Still, labor did not stall. It could have because of all this distraction. But, it didn’t. Six minutes before birth, I heard and felt a pop like a cork springing from a champagne bottle. My water had broken. Suddenly, both Kelley and Dan were saying I should give one more push, just one more, and the head would be out. And I kept saying ‘I can’t!’ – not because I actually couldn’t but because the overpowering urge to push was so constant that it felt like there was no place for me to insert my own will. I never got a break from pushing like I did the first time. Couldn’t they see that? Nevertheless, I tried to oblige them, and the head did pop out! There was no cord wrapped around her neck like there had been with Adelaide. And, her hand and arm had come out with her head – which explained why I had felt so much pressure rectally. Then, Dan and Kelley asked me to push again and the body popped out.

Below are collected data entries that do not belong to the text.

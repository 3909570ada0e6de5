//! The admin console.
//!
//! An access-gated dashboard for managing user roles and news content,
//! composed from small components:
//!
//! - [`SessionObserver`] - observable cell holding the current identity
//! - [`AccessGate`] - decides whether a caller may enter the console
//! - [`PagedSortedDirectory`] - server-side paged and sorted user directory
//! - [`RoleToggleController`] - flips a user's role and refreshes the directory
//! - [`ContentEditor`] - news list plus a single create/update edit buffer
//! - [`ConsoleShell`] - tab state machine composing all of the above
//! - [`ConsoleRegistry`] - one shell per browser session, expiring when idle
//!
//! Components never patch their collections after a mutation; they refetch
//! from the backend. Responses to superseded requests are discarded.

pub mod directory;
pub mod gate;
pub mod news;
pub mod registry;
pub mod roles;
pub mod session;
pub mod shell;

use thiserror::Error;

use crate::baas::BaasError;

pub use directory::PagedSortedDirectory;
pub use gate::{AccessGate, GateDecision};
pub use news::{ContentEditor, EditBuffer};
pub use registry::ConsoleRegistry;
pub use roles::RoleToggleController;
pub use session::{SessionObserver, SessionSubscription};
pub use shell::{ConsoleShell, ConsoleView, DashboardSummary, Flow, PageMove, Tab};

/// Where unauthenticated callers are sent.
pub const LOGIN_ROUTE: &str = "/login";

/// Where authenticated non-admins are sent.
pub const HOME_ROUTE: &str = "/home";

/// The console itself.
pub const CONSOLE_ROUTE: &str = "/admin";

/// Failures surfaced by console components.
#[derive(Debug, Error)]
pub enum ConsoleError {
    /// Caller may not be here; navigate away instead of rendering an error.
    #[error("redirect to {0}")]
    Redirect(&'static str),

    /// Loading a collection failed. Last-good data stays visible.
    #[error("failed to load {resource}: {source}")]
    Fetch {
        resource: &'static str,
        #[source]
        source: BaasError,
    },

    /// A mutation was rejected. Nothing local changed.
    #[error("{action} failed: {source}")]
    Mutation {
        action: &'static str,
        #[source]
        source: BaasError,
    },

    /// Input rejected before any backend call.
    #[error("{0}")]
    Validation(String),
}

impl ConsoleError {
    /// A failed collection load. A backend refusal on role grounds means the
    /// caller is no longer an admin and must leave the console.
    #[must_use]
    pub fn fetch(resource: &'static str, source: BaasError) -> Self {
        match source {
            BaasError::Forbidden(_) => Self::Redirect(HOME_ROUTE),
            source => Self::Fetch { resource, source },
        }
    }

    /// A rejected mutation, mapped like [`ConsoleError::fetch`].
    #[must_use]
    pub fn mutation(action: &'static str, source: BaasError) -> Self {
        match source {
            BaasError::Forbidden(_) => Self::Redirect(HOME_ROUTE),
            source => Self::Mutation { action, source },
        }
    }

    /// Whether the backend reported the session as missing or expired.
    #[must_use]
    pub const fn is_session_expired(&self) -> bool {
        matches!(
            self,
            Self::Fetch {
                source: BaasError::Unauthorized,
                ..
            } | Self::Mutation {
                source: BaasError::Unauthorized,
                ..
            }
        )
    }
}

/// Severity of a [`Notice`].
#[derive(Debug, Clone, Copy, PartialEq, Eq)]
pub enum NoticeLevel {
    Info,
    Warning,
    Error,
}

impl NoticeLevel {
    /// CSS modifier used by the templates.
    #[must_use]
    pub const fn as_str(self) -> &'static str {
        match self {
            Self::Info => "info",
            Self::Warning => "warning",
            Self::Error => "error",
        }
    }
}

/// A transient message shown once on the next render.
#[derive(Debug, Clone, PartialEq, Eq)]
pub struct Notice {
    pub level: NoticeLevel,
    pub message: String,
}

impl Notice {
    #[must_use]
    pub fn info(message: impl Into<String>) -> Self {
        Self {
            level: NoticeLevel::Info,
            message: message.into(),
        }
    }

    #[must_use]
    pub fn warning(message: impl Into<String>) -> Self {
        Self {
            level: NoticeLevel::Warning,
            message: message.into(),
        }
    }

    #[must_use]
    pub fn error(message: impl Into<String>) -> Self {
        Self {
            level: NoticeLevel::Error,
            message: message.into(),
        }
    }
}

#[cfg(test)]
mod tests {
    use super::*;

    #[test]
    fn test_session_expiry_detection() {
        let expired = ConsoleError::Fetch {
            resource: "users",
            source: BaasError::Unauthorized,
        };
        assert!(expired.is_session_expired());

        let forbidden = ConsoleError::Mutation {
            action: "role change",
            source: BaasError::Forbidden("policy".to_string()),
        };
        assert!(!forbidden.is_session_expired());
        assert!(!ConsoleError::Validation("x".to_string()).is_session_expired());
    }

    #[test]
    fn test_forbidden_means_leave_for_home() {
        let demoted =
            ConsoleError::mutation("role change", BaasError::Forbidden("policy".to_string()));
        assert!(matches!(demoted, ConsoleError::Redirect(HOME_ROUTE)));

        let demoted = ConsoleError::fetch("users", BaasError::Forbidden("policy".to_string()));
        assert!(matches!(demoted, ConsoleError::Redirect(HOME_ROUTE)));

        let unavailable =
            ConsoleError::fetch("users", BaasError::Unavailable("down".to_string()));
        assert!(matches!(unavailable, ConsoleError::Fetch { resource: "users", .. }));
    }
}
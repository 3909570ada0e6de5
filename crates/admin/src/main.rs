//! Ilia Portal - community portal with an admin console.
//!
//! This binary serves the portal on port 3001.
//!
//! # Architecture
//!
//! - Axum web framework
//! - Askama templates for server-side rendering
//! - Backend-as-a-service for auth, profiles, news and avatar storage
//! - In-memory sessions holding the backend access token
//!
//! # APIs
//!
//! - BaaS auth, REST, RPC and storage endpoints (anon key plus user token)

#![cfg_attr(not(test), forbid(unsafe_code))]

use std::sync::Arc;

use axum_server::Handle;
use axum_server::tls_rustls::RustlsConfig;
use secrecy::ExposeSecret;

use ilia_portal_admin::baas::BaasClient;
use ilia_portal_admin::config::PortalConfig;
use ilia_portal_admin::state::AppState;
use sentry::integrations::tracing as sentry_tracing;
use tracing_subscriber::{layer::SubscriberExt, util::SubscriberInitExt};

/// Initialize Sentry error tracking and return guard that must be kept alive.
fn init_sentry(config: &PortalConfig) -> Option<sentry::ClientInitGuard> {
    let dsn = config.sentry_dsn.as_ref()?;

    let guard = sentry::init((
        dsn.as_str(),
        sentry::ClientOptions {
            release: sentry::release_name!(),
            environment: config
                .sentry_environment
                .clone()
                .map(std::borrow::Cow::Owned),
            sample_rate: config.sentry_sample_rate,
            traces_sample_rate: config.sentry_traces_sample_rate,
            attach_stacktrace: true,
            send_default_pii: false,
            ..Default::default()
        },
    ));

    tracing::info!("Sentry initialized");
    Some(guard)
}

/// Filter tracing events to Sentry event types.
fn sentry_event_filter(metadata: &tracing::Metadata<'_>) -> sentry_tracing::EventFilter {
    match *metadata.level() {
        tracing::Level::ERROR | tracing::Level::WARN => sentry_tracing::EventFilter::Event,
        tracing::Level::INFO | tracing::Level::DEBUG => sentry_tracing::EventFilter::Breadcrumb,
        _ => sentry_tracing::EventFilter::Ignore,
    }
}

#[tokio::main]
async fn main() {
    // Install rustls crypto provider (must be done before any TLS operations)
    rustls::crypto::ring::default_provider()
        .install_default()
        .expect("Failed to install rustls crypto provider");

    // Load configuration from environment (needed for Sentry init)
    let config = PortalConfig::from_env().expect("Failed to load configuration");

    // Initialize Sentry (must be done before tracing subscriber)
    let _sentry_guard = init_sentry(&config);

    // Defaults to info level for our crate if RUST_LOG is not set
    let env_filter = tracing_subscriber::EnvFilter::try_from_default_env()
        .unwrap_or_else(|_| "ilia_portal_admin=info,tower_http=debug".into());

    let json_layer = config
        .log_json
        .then(|| tracing_subscriber::fmt::layer().json().flatten_event(true));
    let text_layer = (!config.log_json).then(tracing_subscriber::fmt::layer);

    tracing_subscriber::registry()
        .with(env_filter)
        .with(json_layer)
        .with(text_layer)
        .with(sentry_tracing::layer().event_filter(sentry_event_filter))
        .init();

    let client = BaasClient::new(&config.baas).expect("Failed to create backend client");
    tracing::info!(baas_url = %config.baas.url, "Backend client created");

    let state = AppState::new(config.clone(), Arc::new(client));

    let app = ilia_portal_admin::app(state)
        // Sentry layers (outermost for full request coverage)
        .layer(sentry_tower::NewSentryLayer::new_from_top())
        .layer(sentry_tower::SentryHttpLayer::new().enable_transaction());

    let addr = config.socket_addr();

    if let Some(tls_config) = &config.tls {
        let rustls_config = RustlsConfig::from_pem(
            tls_config.cert_pem.as_bytes().to_vec(),
            tls_config.key_pem.expose_secret().as_bytes().to_vec(),
        )
        .await
        .expect("Failed to load TLS certificates");

        tracing::info!("portal listening on https://{}", addr);

        let handle = Handle::new();
        let shutdown_handle = handle.clone();

        tokio::spawn(async move {
            shutdown_signal().await;
            shutdown_handle.graceful_shutdown(Some(std::time::Duration::from_secs(30)));
        });

        axum_server::bind_rustls(addr, rustls_config)
            .handle(handle)
            .serve(app.into_make_service())
            .await
            .expect("Server error");
    } else {
        tracing::info!("portal listening on http://{}", addr);

        let listener = tokio::net::TcpListener::bind(addr)
            .await
            .expect("Failed to bind to address");

        axum::serve(listener, app)
            .with_graceful_shutdown(shutdown_signal())
            .await
            .expect("Server error");
    }
}

/// Wait for shutdown signal (Ctrl+C or SIGTERM).
async fn shutdown_signal() {
    let ctrl_c = async {
        tokio::signal::ctrl_c()
            .await
            .expect("Failed to install Ctrl+C handler");
    };

    #[cfg(unix)]
    let terminate = async {
        tokio::signal::unix::signal(tokio::signal::unix::SignalKind::terminate())
            .expect("Failed to install signal handler")
            .recv()
            .await;
    };

    #[cfg(not(unix))]
    let terminate = std::future::pending::<()>();

    tokio::select! {
        () = ctrl_c => {},
        () = terminate => {},
    }

    tracing::info!("Shutdown signal received, starting graceful shutdown");
}
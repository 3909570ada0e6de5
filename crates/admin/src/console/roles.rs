//! Role toggling.

use std::sync::Arc;

use tracing::{info, instrument};

use ilia_portal_core::{IdentityId, Role};

use super::{ConsoleError, PagedSortedDirectory};
use crate::baas::Backend;

/// Flips a user between `user` and `admin`.
///
/// No confirmation step: the change is trivially reversible.
pub struct RoleToggleController {
    backend: Arc<dyn Backend>,
    directory: Arc<PagedSortedDirectory>,
}

impl RoleToggleController {
    #[must_use]
    pub fn new(backend: Arc<dyn Backend>, directory: Arc<PagedSortedDirectory>) -> Self {
        Self { backend, directory }
    }

    /// Set `target` to the opposite of `current` and refetch the directory.
    ///
    /// Returns the role that was set.
    ///
    /// # Errors
    ///
    /// Returns [`ConsoleError::Mutation`] if the backend rejects the change
    /// (the directory is left untouched), or [`ConsoleError::Fetch`] if the
    /// change succeeded but the refetch did not.
    #[instrument(skip(self), fields(target = %target, current = %current))]
    pub async fn toggle_role(&self, target: IdentityId, current: Role) -> Result<Role, ConsoleError> {
        let new_role = current.toggled();

        self.backend
            .set_role(target, new_role)
            .await
            .map_err(|source| ConsoleError::mutation("role change", source))?;
        info!(target = %target, role = %new_role, "Role changed");

        self.directory.refresh().await?;
        Ok(new_role)
    }
}

#[cfg(test)]
#[allow(clippy::unwrap_used, clippy::indexing_slicing)]
mod tests {
    use super::*;
    use crate::baas::memory::{MemoryBackend, Operation};
    use ilia_portal_core::Email;

    async fn setup() -> (MemoryBackend, IdentityId, RoleToggleController, Arc<PagedSortedDirectory>) {
        let backend = MemoryBackend::new();
        let admin = backend
            .add_account(Email::parse("a@ilia.test").unwrap(), "pw", None, Role::Admin)
            .await;
        let user = backend
            .add_account(Email::parse("u@ilia.test").unwrap(), "pw", None, Role::User)
            .await;
        let session = backend.session_for(&admin).await;
        let directory = Arc::new(PagedSortedDirectory::new(Arc::clone(&session), 10));
        directory.refresh().await.unwrap();
        let controller = RoleToggleController::new(session, Arc::clone(&directory));
        (backend, user.id, controller, directory)
    }

    fn role_in(page: &ilia_portal_core::DirectoryPage, id: IdentityId) -> Option<Role> {
        page.items.iter().find(|p| p.id == id).map(|p| p.role)
    }

    #[tokio::test]
    async fn test_toggle_is_reflected_in_next_page_fetch() {
        let (backend, user, controller, directory) = setup().await;
        backend.clear_calls().await;

        let role = controller.toggle_role(user, Role::User).await.unwrap();
        assert_eq!(role, Role::Admin);
        assert_eq!(role_in(&directory.current_page().await, user), Some(Role::Admin));

        let operations: Vec<Operation> = backend.calls().await.iter().map(|c| c.operation).collect();
        assert_eq!(operations[0], Operation::SetRole);
        assert!(operations.contains(&Operation::FetchDirectoryPage));
    }

    #[tokio::test]
    async fn test_toggle_twice_round_trips() {
        let (backend, user, controller, _) = setup().await;

        let role = controller.toggle_role(user, Role::User).await.unwrap();
        controller.toggle_role(user, role).await.unwrap();
        assert_eq!(backend.profile(user).await.unwrap().role, Role::User);
    }

    #[tokio::test]
    async fn test_failed_toggle_leaves_directory_alone() {
        let (backend, user, controller, directory) = setup().await;
        let before = directory.current_page().await;
        backend.clear_calls().await;

        backend.fail_next(Operation::SetRole).await;
        let result = controller.toggle_role(user, Role::User).await;
        assert!(matches!(result, Err(ConsoleError::Mutation { .. })));
        assert_eq!(directory.current_page().await, before);
        assert_eq!(backend.call_count(Operation::FetchDirectoryPage).await, 0);
    }
}
//! Profile service error types.

use thiserror::Error;

use crate::baas::BaasError;

/// Errors that can occur during profile self-service.
#[derive(Debug, Error)]
pub enum ProfileError {
    /// Display name failed validation.
    #[error(transparent)]
    InvalidDisplayName(#[from] ilia_portal_core::DisplayNameError),

    /// Avatar upload failed validation.
    #[error("{0}")]
    InvalidAvatar(String),

    /// No profile row for the signed-in identity.
    #[error("profile not found")]
    NotFound,

    /// Backend error.
    #[error("backend error: {0}")]
    Backend(#[from] BaasError),
}

impl ProfileError {
    /// Whether the error was caused by user input rather than the system.
    #[must_use]
    pub const fn is_validation(&self) -> bool {
        matches!(self, Self::InvalidDisplayName(_) | Self::InvalidAvatar(_))
    }
}
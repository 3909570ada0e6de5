//! Admin console route handlers.
//!
//! Every request goes through the session's [`ConsoleShell`], which the
//! registry mounts (access gate plus initial loads) on first use. Actions
//! follow post/redirect/get: they run against the shell and redirect back to
//! the console, or wherever the shell says the caller must go.
//!
//! # Routes
//!
//! ```text
//! GET  /admin                            - Render the active tab
//! POST /admin/tab                        - Select a tab
//! POST /admin/users/page                 - previous | next | goto n
//! POST /admin/users/sort                 - Sort key/order, or reverse order
//! POST /admin/users/refresh              - Retry the directory fetch
//! POST /admin/users/{id}/role            - Toggle a user's role
//! POST /admin/news/new                   - Empty the editor for a new item
//! POST /admin/news/{id}/edit             - Load an item into the editor
//! POST /admin/news/save                  - Save the editor contents
//! POST /admin/news/{id}/publish          - Toggle publish state
//! POST /admin/news/{id}/delete           - Ask for delete confirmation
//! POST /admin/news/{id}/delete/confirm   - Delete
//! POST /admin/news/delete/cancel         - Abandon the pending delete
//! POST /admin/news/refresh               - Retry the news fetch
//! ```

mod news;
mod users;
mod views;

use std::future::Future;
use std::sync::Arc;

use askama::Template;
use askama_web::WebTemplate;
use axum::{
    Form, Router,
    extract::State,
    response::{IntoResponse, Redirect, Response},
    routing::{get, post},
};
use serde::Deserialize;
use tower_sessions::Session;
use tracing::instrument;

use super::Chrome;
use crate::console::{CONSOLE_ROUTE, ConsoleShell, Flow, LOGIN_ROUTE, Tab};
use crate::filters;
use crate::middleware::{OptionalIdentity, clear_current_identity};
use crate::models::CurrentIdentity;
use crate::state::AppState;

pub use views::{
    DashboardPanel, EditorView, NewsPanel, NewsRow, NoticeView, SelectOption, TabLink,
    UserRow, UsersPanel,
};

/// Console page template.
///
/// Exactly one panel is `Some`, picked by the active tab.
#[derive(Template, WebTemplate)]
#[template(path = "console/index.html")]
pub struct ConsoleTemplate {
    pub chrome: Chrome,
    pub viewer_name: String,
    pub tabs: Vec<TabLink>,
    pub notices: Vec<NoticeView>,
    pub dashboard: Option<DashboardPanel>,
    pub users: Option<UsersPanel>,
    pub news: Option<NewsPanel>,
    /// Heading of a tab with no content yet.
    pub placeholder: Option<&'static str>,
}

/// Tab selection form data.
#[derive(Debug, Deserialize)]
pub struct TabForm {
    pub tab: Tab,
}

/// Build the console router.
pub fn router() -> Router<AppState> {
    Router::new()
        .route(CONSOLE_ROUTE, get(console_page))
        .route("/admin/tab", post(select_tab))
        .merge(users::router())
        .merge(news::router())
}

/// GET /admin
#[instrument(skip_all)]
async fn console_page(
    State(state): State<AppState>,
    session: Session,
    OptionalIdentity(current): OptionalIdentity,
) -> Response {
    let shell = match state.consoles().open(current.as_ref()).await {
        Ok(shell) => shell,
        Err(target) => {
            return leave(&state, &session, current.as_ref(), target)
                .await
                .into_response();
        }
    };

    // A cached console may outlive the caller's admin role.
    if let Err(target) = shell.reauthorize().await {
        return leave(&state, &session, current.as_ref(), target)
            .await
            .into_response();
    }

    let view = shell.view().await;
    let mut template = ConsoleTemplate {
        chrome: Chrome::for_identity(current.as_ref()),
        viewer_name: view
            .viewer
            .display_name()
            .unwrap_or("administrator")
            .to_string(),
        tabs: Tab::ALL
            .into_iter()
            .map(|tab| TabLink::new(tab, view.tab))
            .collect(),
        notices: view.notices.iter().map(NoticeView::from).collect(),
        dashboard: None,
        users: None,
        news: None,
        placeholder: None,
    };

    match view.tab {
        Tab::Dashboard => template.dashboard = Some(DashboardPanel::from(&view.summary)),
        Tab::Users => template.users = Some(UsersPanel::from(&view)),
        Tab::News => template.news = Some(NewsPanel::from(&view)),
        Tab::Stats | Tab::Logs => template.placeholder = Some(view.tab.label()),
    }

    template.into_response()
}

/// POST /admin/tab
async fn select_tab(
    State(state): State<AppState>,
    session: Session,
    OptionalIdentity(current): OptionalIdentity,
    Form(form): Form<TabForm>,
) -> Redirect {
    dispatch(&state, &session, current, |shell| async move {
        shell.select_tab(form.tab).await
    })
    .await
}

/// Run `action` against the session's console and redirect per its outcome.
pub(crate) async fn dispatch<F, Fut>(
    state: &AppState,
    session: &Session,
    current: Option<CurrentIdentity>,
    action: F,
) -> Redirect
where
    F: FnOnce(Arc<ConsoleShell>) -> Fut,
    Fut: Future<Output = Flow>,
{
    let flow = match state.consoles().open(current.as_ref()).await {
        Ok(shell) => action(shell).await,
        Err(target) => Flow::Redirect(target),
    };

    match flow {
        Flow::Continue => Redirect::to(CONSOLE_ROUTE),
        Flow::Redirect(target) => leave(state, session, current.as_ref(), target).await,
    }
}

/// Redirect out of the console.
///
/// Any way out drops the session's console. When the way out is the login
/// page the stored identity is stale too, so it is cleared.
async fn leave(
    state: &AppState,
    session: &Session,
    current: Option<&CurrentIdentity>,
    target: &'static str,
) -> Redirect {
    if let Some(current) = current {
        tracing::info!(identity_id = %current.id, redirect = target, "Leaving console");
        state.consoles().close(current.console_key).await;
        if target == LOGIN_ROUTE
            && let Err(e) = clear_current_identity(session).await
        {
            tracing::error!("Failed to clear session: {}", e);
        }
    }
    Redirect::to(target)
}
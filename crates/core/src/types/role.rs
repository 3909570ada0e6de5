//! Profile roles.

use serde::{Deserialize, Serialize};

/// A profile's role.
///
/// Exactly two roles exist, so [`Role::toggled`] is total.
#[derive(Debug, Clone, Copy, PartialEq, Eq, Hash, PartialOrd, Ord, Serialize, Deserialize, Default)]
#[serde(rename_all = "snake_case")]
pub enum Role {
    /// Regular community member.
    #[default]
    User,
    /// Console access: user directory and news management.
    Admin,
}

/// Error returned when a role string is not one of the two known values.
#[derive(Debug, Clone, PartialEq, Eq, thiserror::Error)]
#[error("invalid role: {0}")]
pub struct RoleParseError(pub String);

impl Role {
    /// The other role.
    #[must_use]
    pub const fn toggled(self) -> Self {
        match self {
            Self::User => Self::Admin,
            Self::Admin => Self::User,
        }
    }

    /// Whether this role grants console access.
    #[must_use]
    pub const fn is_admin(self) -> bool {
        matches!(self, Self::Admin)
    }

    /// Wire name used by the backend.
    #[must_use]
    pub const fn as_str(self) -> &'static str {
        match self {
            Self::User => "user",
            Self::Admin => "admin",
        }
    }
}

impl std::fmt::Display for Role {
    fn fmt(&self, f: &mut std::fmt::Formatter<'_>) -> std::fmt::Result {
        f.write_str(self.as_str())
    }
}

impl std::str::FromStr for Role {
    type Err = RoleParseError;

    fn from_str(s: &str) -> Result<Self, Self::Err> {
        match s {
            "user" => Ok(Self::User),
            "admin" => Ok(Self::Admin),
            _ => Err(RoleParseError(s.to_string())),
        }
    }
}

At 1:57AM, little Lyla June was born. With an hour and ten minutes of active labor and eighteen minutes of pushing, I was so overwhelmed by the intensity of the situation that all I could say was, ‘That was so fast!!’ I then turned to Dan and asked him to get my parents. And, we all shared Lyla’s first moments together.
It was then that the second midwife arrived. She lives in Granville, and if it had been any other labor, she would never have missed a thing. But with only an hour of active labor, it was impossible to beat the clock. I knew she felt bad about it and she was certainly missed. But, life happens and you can’t control it.
It would be several hours before Lyla and Adelaide would meet. In the meantime, an hour of bonding occurred, I showered, the cord was cut (which is a funny story for another time) and we found out just how perfect our little girl is.
When Adelaide and Lyla finally met, it was all you could hope for from two so young, neither really old enough to grasp what was going on. It is my hope that the two girls become fast friends and never separate from each other’s sides.
From start to finish, it was all such a whirlwind. And now, we have two precious little girls whom we love to pieces. Whew! What an adventure!